The family of Abdelbasset al-Megrahi, the man found guilty of the Lockerbie bombing, has launched a fresh appeal to have his conviction overturned.
They also claim to have evidence that Mr al-Megrahi was pressured by the UK government to drop his earlier appeal in return for his early release in 2009.
He was controversially released on compassionate grounds eight years into his 27-year sentence, suffering from terminal cancer. He died three years later in Tripoli.
He was the only person found guilty in a 2001 trial of the bombing of Pan Am 103 which killed 270 people in December 1988, when it exploded in mid-air and crashed over the Scottish town of Lockerbie. His co-accused Lamin Fhima, was acquitted.

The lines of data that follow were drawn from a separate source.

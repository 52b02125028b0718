//! Markdown files whose leading `---` YAML block is the metadata tree.

use super::MetadataSource;
use crate::error::MetaBindError;
use async_trait::async_trait;
use once_cell::sync::Lazy;
use regex::Regex;
use serde_json::{Map, Value};
use std::{
    fs::read_to_string,
    io,
    path::{Component, Path, PathBuf},
};

pub const FRONTMATTER_STORAGE_TYPE: &str = "frontmatter";

static FRONTMATTER: Lazy<Regex> = Lazy::new(|| {
    Regex::new(r"^---[ \t]*\r?\n(?:(?s:(.*?))\r?\n)?---[ \t]*(?:\r?\n|$)")
        .expect("frontmatter pattern is valid")
});

/// Parse the frontmatter block of `text` into a tree. No block, or an empty one, is `{}`.
pub fn parse_frontmatter(text: &str) -> Result<Value, MetaBindError> {
    let yaml = FRONTMATTER
        .captures(text)
        .and_then(|caps| caps.get(1))
        .map(|m| m.as_str())
        .unwrap_or_default();
    if yaml.trim().is_empty() {
        return Ok(Value::Object(Map::new()));
    }
    match serde_yaml::from_str::<Value>(yaml)? {
        Value::Null => Ok(Value::Object(Map::new())),
        value => Ok(value),
    }
}

/// Replace (or insert) the frontmatter block of `text` with `data`, keeping the body.
pub fn render_frontmatter(text: &str, data: &Value) -> Result<String, MetaBindError> {
    let existing = FRONTMATTER.find(text);
    let body = existing.map(|m| &text[m.end()..]).unwrap_or(text);
    let is_empty = data.as_object().map(Map::is_empty).unwrap_or(data.is_null());
    if is_empty {
        return Ok(match existing {
            Some(_) => format!("---\n---\n{body}"),
            None => text.to_string(),
        });
    }
    let yaml = serde_yaml::to_string(data)?;
    Ok(format!("---\n{yaml}---\n{body}"))
}

/// Frontmatter of files below `root`, addressed by root-relative storage paths.
#[derive(Debug, Clone)]
pub struct FrontmatterSource {
    root: PathBuf,
}

impl FrontmatterSource {
    pub fn new<P: AsRef<Path>>(root: P) -> Self {
        FrontmatterSource {
            root: root.as_ref().to_path_buf(),
        }
    }

    pub fn root(&self) -> &Path {
        &self.root
    }

    /// Map a storage path onto a file below the root, refusing paths that leave it.
    pub fn file_path(&self, storage_path: &str) -> Result<PathBuf, MetaBindError> {
        let relative = Path::new(storage_path);
        let escapes = relative
            .components()
            .any(|c| !matches!(c, Component::Normal(_) | Component::CurDir));
        if escapes || storage_path.is_empty() {
            return Err(MetaBindError::NotFound(format!(
                "storage path '{storage_path}' is not below {:?}",
                self.root
            )));
        }
        Ok(self.root.join(relative))
    }

    /// The storage path of a file below the root, using '/' separators.
    pub fn storage_path(&self, file_path: &Path) -> Option<String> {
        let relative = file_path.strip_prefix(&self.root).ok()?;
        let parts = relative
            .components()
            .map(|c| c.as_os_str().to_string_lossy())
            .collect::<Vec<_>>();
        Some(parts.join("/"))
    }
}

#[async_trait]
impl MetadataSource for FrontmatterSource {
    fn storage_type(&self) -> &str {
        FRONTMATTER_STORAGE_TYPE
    }

    fn read_external(&self, cache_key: &str) -> Result<Value, MetaBindError> {
        let path = self.file_path(cache_key)?;
        tracing::debug!("Reading frontmatter from {:?}", path);
        match read_to_string(&path) {
            Ok(text) => parse_frontmatter(&text),
            Err(e) if e.kind() == io::ErrorKind::NotFound => Ok(Value::Object(Map::new())),
            Err(e) => Err(e.into()),
        }
    }

    async fn sync_external(&self, cache_key: &str, data: &Value) -> Result<(), MetaBindError> {
        let path = self.file_path(cache_key)?;
        let text = match tokio::fs::read_to_string(&path).await {
            Ok(text) => text,
            Err(e) if e.kind() == io::ErrorKind::NotFound => String::new(),
            Err(e) => return Err(e.into()),
        };
        let rendered = render_frontmatter(&text, data)?;
        if rendered == text {
            return Ok(());
        }
        if let Some(parent) = path.parent() {
            tokio::fs::create_dir_all(parent).await?;
        }
        tracing::debug!("Writing frontmatter to {:?}", path);
        tokio::fs::write(&path, rendered).await?;
        Ok(())
    }
}
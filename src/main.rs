use std::sync::Arc;

use anyhow::Context;
use todo_api_rust::{
    app,
    auth::JwtSessionService,
    config,
    database::{DatabaseManager, PgTodoStore},
    services::TodoService,
    AppState,
};
use tracing_subscriber::EnvFilter;

#[tokio::main]
async fn main() -> anyhow::Result<()> {
    // Load .env if present so cargo run picks up DATABASE_URL, AUTH_SECRET, etc.
    let _ = dotenvy::dotenv();

    tracing_subscriber::fmt()
        .with_env_filter(EnvFilter::try_from_default_env().unwrap_or_else(|_| EnvFilter::new("info")))
        .init();

    let config = config::config();
    tracing::info!("Starting Todo API in {:?} mode", config.environment);
    config.validate()?;

    let pool = DatabaseManager::connect(&config.database)
        .await
        .context("failed to connect to database")?;
    DatabaseManager::migrate(&pool)
        .await
        .context("failed to apply migrations")?;

    let state = AppState::new(
        Arc::new(JwtSessionService::new(
            config.security.session_secret.clone(),
            config.security.session_cookie_name.clone(),
        )),
        TodoService::new(Arc::new(PgTodoStore::new(pool.clone()))),
    );

    let bind_addr = format!("{}:{}", config.server.bind_address, config.server.port);
    let listener = tokio::net::TcpListener::bind(&bind_addr)
        .await
        .with_context(|| format!("failed to bind {bind_addr}"))?;

    println!("🚀 Todo API server listening on http://{}", bind_addr);

    axum::serve(listener, app(state, &config.security))
        .with_graceful_shutdown(shutdown_signal())
        .await
        .context("server error")?;

    DatabaseManager::close(pool).await;
    Ok(())
}

async fn shutdown_signal() {
    let ctrl_c = async {
        if let Err(e) = tokio::signal::ctrl_c().await {
            tracing::warn!("Failed to listen for Ctrl-C: {}", e);
            std::future::pending::<()>().await;
        }
    };

    #[cfg(unix)]
    let terminate = async {
        use tokio::signal::unix::{signal, SignalKind};
        match signal(SignalKind::terminate()) {
            Ok(mut sigterm) => {
                sigterm.recv().await;
            }
            Err(e) => {
                tracing::warn!("Failed to listen for SIGTERM: {}", e);
                std::future::pending::<()>().await;
            }
        }
    };

    #[cfg(not(unix))]
    let terminate = std::future::pending::<()>();

    tokio::select! {
        _ = ctrl_c => {},
        _ = terminate => {},
    }

    tracing::info!("Shutdown signal received");
}
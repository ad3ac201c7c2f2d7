pub mod auth;
pub mod response;

pub use auth::session_gate;
pub use response::{ApiResponse, ApiResult};
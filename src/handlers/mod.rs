// Two tiers: public (no session) and protected (behind the session gate)
pub mod protected;
pub mod public;
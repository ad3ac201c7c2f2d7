use chrono::{DateTime, Utc};
use serde::{Deserialize, Serialize};
use sqlx::FromRow;
use uuid::Uuid;

/// A single task owned by exactly one account
#[derive(Debug, Clone, PartialEq, Serialize, Deserialize, FromRow)]
#[serde(rename_all = "camelCase")]
pub struct Todo {
    pub id: Uuid,
    pub title: String,
    pub completed: bool,
    pub user_id: String,
    pub created_at: DateTime<Utc>,
    pub updated_at: DateTime<Utc>,
}

/// Insert payload; id, completion and timestamps are assigned by the store
#[derive(Debug, Clone)]
pub struct NewTodo {
    pub title: String,
    pub user_id: String,
}

/// The only fields a client may change on an existing todo
#[derive(Debug, Clone, Default, PartialEq, Deserialize)]
pub struct TodoChanges {
    pub title: Option<String>,
    pub completed: Option<bool>,
}

impl TodoChanges {
    /// Merge onto an existing record; unspecified fields are left as they are
    pub fn apply_to(&self, todo: &mut Todo) {
        if let Some(title) = &self.title {
            todo.title = title.clone();
        }
        if let Some(completed) = self.completed {
            todo.completed = completed;
        }
    }
}
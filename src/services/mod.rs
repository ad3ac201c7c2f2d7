pub mod todo_service;

pub use todo_service::{TodoError, TodoService};
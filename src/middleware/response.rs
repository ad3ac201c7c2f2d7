use axum::{
    http::StatusCode,
    response::{IntoResponse, Json, Response},
};
use serde::Serialize;

/// Successful JSON response with an explicit status code
#[derive(Debug)]
pub struct ApiResponse<T: Serialize> {
    pub data: T,
    pub status_code: StatusCode,
}

impl<T: Serialize> ApiResponse<T> {
    /// Create a successful API response with default 200 status
    pub fn success(data: T) -> Self {
        Self::with_status(data, StatusCode::OK)
    }

    pub fn with_status(data: T, status_code: StatusCode) -> Self {
        Self { data, status_code }
    }

    /// Create a 201 Created response
    pub fn created(data: T) -> Self {
        Self::with_status(data, StatusCode::CREATED)
    }
}

impl<T: Serialize> IntoResponse for ApiResponse<T> {
    fn into_response(self) -> Response {
        (self.status_code, Json(self.data)).into_response()
    }
}

pub type ApiResult<T> = Result<ApiResponse<T>, crate::error::ApiError>;
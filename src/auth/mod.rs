pub mod session;

use chrono::{Duration, Utc};
use jsonwebtoken::{decode, encode, DecodingKey, EncodingKey, Header, Validation};
use serde::{Deserialize, Serialize};
use thiserror::Error;

pub use session::{JwtSessionService, SessionError, SessionService};

/// Authenticated account resolved from session credentials.
///
/// Only `id` takes part in authorization; `email` and `name` are carried for display.
#[derive(Debug, Clone, PartialEq, Eq, Serialize, Deserialize)]
pub struct Identity {
    pub id: String,
    pub email: String,
    pub name: String,
}

#[derive(Debug, Serialize, Deserialize)]
pub struct Claims {
    pub sub: String,
    pub email: String,
    pub name: String,
    pub exp: i64,
    pub iat: i64,
}

impl Claims {
    pub fn new(identity: &Identity, ttl: Duration) -> Self {
        let now = Utc::now();

        Self {
            sub: identity.id.clone(),
            email: identity.email.clone(),
            name: identity.name.clone(),
            exp: (now + ttl).timestamp(),
            iat: now.timestamp(),
        }
    }
}

impl From<Claims> for Identity {
    fn from(claims: Claims) -> Self {
        Self {
            id: claims.sub,
            email: claims.email,
            name: claims.name,
        }
    }
}

#[derive(Debug, Error)]
pub enum JwtError {
    #[error("JWT generation error: {0}")]
    TokenGeneration(String),
    #[error("Invalid JWT secret")]
    InvalidSecret,
}

/// Sign a session token for `identity` valid for `ttl`
pub fn issue_token(identity: &Identity, secret: &str, ttl: Duration) -> Result<String, JwtError> {
    if secret.is_empty() {
        return Err(JwtError::InvalidSecret);
    }

    let encoding_key = EncodingKey::from_secret(secret.as_bytes());
    encode(&Header::default(), &Claims::new(identity, ttl), &encoding_key)
        .map_err(|e| JwtError::TokenGeneration(e.to_string()))
}

/// Verify signature and expiry and return the embedded claims
pub fn decode_token(token: &str, secret: &str) -> Result<Claims, jsonwebtoken::errors::Error> {
    let decoding_key = DecodingKey::from_secret(secret.as_bytes());
    let token_data = decode::<Claims>(token, &decoding_key, &Validation::default())?;
    Ok(token_data.claims)
}
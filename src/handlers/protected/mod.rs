pub mod todos;

// Re-export handler functions for use in routing
pub use todos::create as todo_create;
pub use todos::delete as todo_delete;
pub use todos::list as todo_list;
pub use todos::update as todo_update;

However, the former Libyan spy, who worked for the Libyan Airlines’ office in Valletta at the time of the bombing, kept protesting his innocence to his death.Following an extensive investigation, the Scottish Criminal Cases Review Commission (SCCRC) in 2008 ruled that Mr al-Megrahi may have suffered a miscarriage of justice. The embarrassing details of that investigation, however, only came out in 2012, when the Scottish Herald published the previously undisclosed document.
The new appeal was submitted to the SCCRC by his family and a small group of his relatives.
Among the evidence uncovered during the SCCRC hearings was confirmation that the star witness in the case, Sliema shopkeeper Tony Gauci, who positively identified Mr al-Megrahi as the bomber, was paid millions of dollars by the US State Department at the request of Scottish prosecutors.
Mr Gauci and his brother Paul received at least $3 million for their part in securing Mr al-Megrahi’s conviction.
The whole Lockerbie body of evidence has been severely questioned over the years, supporting the idea that Mr al-Megrahi may in fact have been innocent.
Malta has a stake in the process because even though successive governments have consistently rejected the idea that Malta played any part in the tragedy, the official version accepted at the 2001 trial is premised on the idea that the bomb that destroyed the plane left from Malta.
Foreign Affairs Minister George Vella has said he believes Mr al-Megrahi to be innocent.